Unique Paths

A robot is located at the top-left corner of a m x n grid (marked 'Start' in the diagram below).

The robot can only move either down or right at any point in time. The robot is trying to reach the bottom-right corner of the grid (marked 'Finish' in the diagram below).

How many possible unique paths are there?

Above is a 3 x 7 grid. How many possible unique paths are there?
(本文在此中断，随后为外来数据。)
//! Precedence resolution for configuration.
//!
//! ## Precedence (highest to lowest)
//!
//! 1. CLI flags (including their `QAT_*` environment variables)
//! 2. config.kdl (`--config`, `QAT_CONFIG`, or `~/.config/qatrace/config.kdl`)
//! 3. Built-in defaults

use crate::config::{LogFormat, QatConfig};
use crate::{Error, Result};
use serde::Serialize;
use std::path::PathBuf;

pub const DEFAULT_HOST: &str = "127.0.0.1";
pub const DEFAULT_PORT: u16 = 3000;
pub const DEFAULT_CATALOG: &str = "data/checklists.json";
pub const DEFAULT_SERVER_URL: &str = "http://127.0.0.1:3000";
pub const DEFAULT_LOG_LEVEL: &str = "info";

/// Tracks where a resolved value came from.
#[derive(Debug, Clone, PartialEq, Eq, Serialize)]
#[serde(rename_all = "snake_case")]
pub enum ValueSource {
    /// Value from a CLI flag or its environment variable
    CliFlag,
    /// Value from config.kdl
    ConfigFile,
    /// Built-in default value
    Default,
}

impl std::fmt::Display for ValueSource {
    fn fmt(&self, f: &mut std::fmt::Formatter<'_>) -> std::fmt::Result {
        match self {
            ValueSource::CliFlag => write!(f, "cli"),
            ValueSource::ConfigFile => write!(f, "config"),
            ValueSource::Default => write!(f, "default"),
        }
    }
}

/// A resolved value with its source.
#[derive(Debug, Clone, Serialize)]
pub struct Resolved<T> {
    /// The resolved value
    pub value: T,
    /// Where the value came from
    pub source: ValueSource,
}

impl<T> Resolved<T> {
    /// Create a new resolved value.
    pub fn new(value: T, source: ValueSource) -> Self {
        Self { value, source }
    }
}

fn pick<T: Clone>(cli: &Option<T>, file: &Option<T>, default: T) -> Resolved<T> {
    if let Some(value) = cli {
        Resolved::new(value.clone(), ValueSource::CliFlag)
    } else if let Some(value) = file {
        Resolved::new(value.clone(), ValueSource::ConfigFile)
    } else {
        Resolved::new(default, ValueSource::Default)
    }
}

/// CLI overrides for configuration resolution.
#[derive(Debug, Clone, Default)]
pub struct ConfigOverrides {
    pub host: Option<String>,
    pub port: Option<u16>,
    pub catalog: Option<PathBuf>,
    pub catalog_cache: Option<bool>,
    pub server_url: Option<String>,
    pub log_level: Option<String>,
    pub log_format: Option<LogFormat>,
    pub log_file: Option<PathBuf>,
}

impl ConfigOverrides {
    /// Create empty overrides.
    pub fn new() -> Self {
        Self::default()
    }

    pub fn with_port(mut self, port: u16) -> Self {
        self.port = Some(port);
        self
    }

    pub fn with_catalog(mut self, catalog: impl Into<PathBuf>) -> Self {
        self.catalog = Some(catalog.into());
        self
    }

    pub fn with_server_url(mut self, url: impl Into<String>) -> Self {
        self.server_url = Some(url.into());
        self
    }
}

/// Fully resolved configuration with source tracking.
#[derive(Debug, Clone, Serialize)]
pub struct ResolvedConfig {
    /// Config file that was read, if any
    pub config_path: Option<PathBuf>,
    pub host: Resolved<String>,
    pub port: Resolved<u16>,
    pub catalog: Resolved<PathBuf>,
    pub catalog_cache: Resolved<bool>,
    pub server_url: Resolved<String>,
    pub log_level: Resolved<String>,
    pub log_format: Resolved<LogFormat>,
    /// No default: file logging is off unless configured
    pub log_file: Option<Resolved<PathBuf>>,
}

impl Default for ResolvedConfig {
    fn default() -> Self {
        resolve_config(&QatConfig::default(), None, &ConfigOverrides::default())
    }
}

impl ResolvedConfig {
    /// Check the resolved values before they are used to start anything.
    pub fn validate(&self) -> Result<()> {
        if self.port.value == 0 {
            return Err(Error::Config(format!(
                "port must be between 1 and 65535 (from {})",
                self.port.source
            )));
        }
        if self.catalog.value.as_os_str().is_empty() {
            return Err(Error::Config(format!(
                "catalog path must not be empty (from {})",
                self.catalog.source
            )));
        }
        if !self.server_url.value.starts_with("http://")
            && !self.server_url.value.starts_with("https://")
        {
            return Err(Error::Config(format!(
                "server-url must start with http:// or https://, got '{}' (from {})",
                self.server_url.value, self.server_url.source
            )));
        }
        Ok(())
    }
}

/// Resolve configuration with full precedence chain.
pub fn resolve_config(
    file: &QatConfig,
    config_path: Option<PathBuf>,
    overrides: &ConfigOverrides,
) -> ResolvedConfig {
    let log_file = match (&overrides.log_file, &file.log_file) {
        (Some(path), _) => Some(Resolved::new(path.clone(), ValueSource::CliFlag)),
        (None, Some(path)) => Some(Resolved::new(path.clone(), ValueSource::ConfigFile)),
        (None, None) => None,
    };

    ResolvedConfig {
        config_path,
        host: pick(&overrides.host, &file.host, DEFAULT_HOST.to_string()),
        port: pick(&overrides.port, &file.port, DEFAULT_PORT),
        catalog: pick(&overrides.catalog, &file.catalog, PathBuf::from(DEFAULT_CATALOG)),
        catalog_cache: pick(&overrides.catalog_cache, &file.catalog_cache, false),
        server_url: pick(
            &overrides.server_url,
            &file.server_url,
            DEFAULT_SERVER_URL.to_string(),
        ),
        log_level: pick(
            &overrides.log_level,
            &file.log_level,
            DEFAULT_LOG_LEVEL.to_string(),
        ),
        log_format: pick(&overrides.log_format, &file.log_format, LogFormat::Text),
        log_file,
    }
}
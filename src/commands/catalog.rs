use super::{Output, json_line, table};
use crate::Result;
use crate::catalog::CatalogReader;
use crate::models::DraftItem;
use serde::Serialize;
use std::path::{Path, PathBuf};

/// Result of `qat catalog features` and `qat session features`.
#[derive(Serialize)]
pub struct FeatureList {
    pub features: Vec<String>,
}

impl Output for FeatureList {
    fn to_json(&self) -> String {
        json_line(self)
    }

    fn to_human(&self) -> String {
        if self.features.is_empty() {
            return "No features.".to_string();
        }
        let mut lines = vec![format!("{} feature(s):", self.features.len())];
        lines.extend(self.features.iter().map(|f| format!("  {}", f)));
        lines.join("\n")
    }
}

/// Result of `qat catalog merge`.
#[derive(Debug, Serialize)]
pub struct MergeResult {
    pub features: Vec<String>,
    pub checklists: Vec<DraftItem>,
}

impl Output for MergeResult {
    fn to_json(&self) -> String {
        json_line(self)
    }

    fn to_human(&self) -> String {
        if self.checklists.is_empty() {
            return format!("No checklist items for: {}", self.features.join(", "));
        }
        let rows: Vec<Vec<String>> = self
            .checklists
            .iter()
            .map(|item| vec![item.feature.clone(), item.id.clone(), item.text.clone()])
            .collect();
        format!(
            "{}\n\n{} item(s) from {}",
            table(&["Feature", "ID", "Text"], &rows),
            self.checklists.len(),
            self.features.join(", ")
        )
    }
}

/// Per-feature template count reported by `qat catalog check`.
#[derive(Serialize)]
pub struct FeatureCount {
    pub feature: String,
    pub templates: usize,
}

/// Result of `qat catalog check`.
#[derive(Serialize)]
pub struct CatalogCheck {
    pub path: PathBuf,
    pub valid: bool,
    pub templates: usize,
    pub features: Vec<FeatureCount>,
}

impl Output for CatalogCheck {
    fn to_json(&self) -> String {
        json_line(self)
    }

    fn to_human(&self) -> String {
        let mut lines = vec![format!(
            "Catalog OK: {} ({} features, {} templates)",
            self.path.display(),
            self.features.len(),
            self.templates
        )];
        lines.extend(
            self.features
                .iter()
                .map(|f| format!("  {}: {}", f.feature, f.templates)),
        );
        lines.join("\n")
    }
}

pub fn catalog_features(path: &Path) -> Result<FeatureList> {
    let features = CatalogReader::new(path).features()?;
    Ok(FeatureList { features })
}

pub fn catalog_merge(path: &Path, features: Vec<String>) -> Result<MergeResult> {
    let checklists = CatalogReader::new(path).merge(&features)?;
    Ok(MergeResult {
        features,
        checklists,
    })
}

/// Parse and validate the catalog. Invalid catalogs are returned as errors.
pub fn catalog_check(path: &Path) -> Result<CatalogCheck> {
    let catalog = CatalogReader::new(path).load()?;
    let features = catalog
        .features()
        .into_iter()
        .map(|feature| {
            let templates = catalog.templates(&feature).map_or(0, <[_]>::len);
            FeatureCount { feature, templates }
        })
        .collect();

    Ok(CatalogCheck {
        path: path.to_path_buf(),
        valid: true,
        templates: catalog.template_count(),
        features,
    })
}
Note: m and n will be at most 100.

思路: 计从位置(i,j)到位置(m-1,n-1)的有f(i,j)种方法,则f(i,j)=f(i,j+1)+f(i+1,j)，其中，0<=i<=m-1;0<=j<=n-1,而且f(m-1,j)=1,f(i,n-1)=1，

所以，代码如下：

public class Solution {
    public int uniquePaths(int m, int n) {
        int[][] a = new int[m][n];
        for(int i=0;i<m;i++){
            a[i][n-1]=1;
        }
        for(int i=0;i<n;i++){
            a[m-1][i]=1;
        }
        for(int i=m-2;i>=0;i--){
            for(int j=n-2;j>=0;j--){
                a[i][j]=a[i+1][j]+a[i][j+1];
            }
        }
        return a[0][0];
    }
}

节省内存：

public class Solution {
    public int uniquePaths(int m, int n) {
        int[] a=new int[m];
        Arrays.fill(a,1);
        for(int i=n-2;i>=0;i--){
            int b=1;
            for(int j=1;j<=m-1;j++){
                a[j]=a[j]+b;
                b=a[j];
            }
        }
        return a[m-1];
    }
}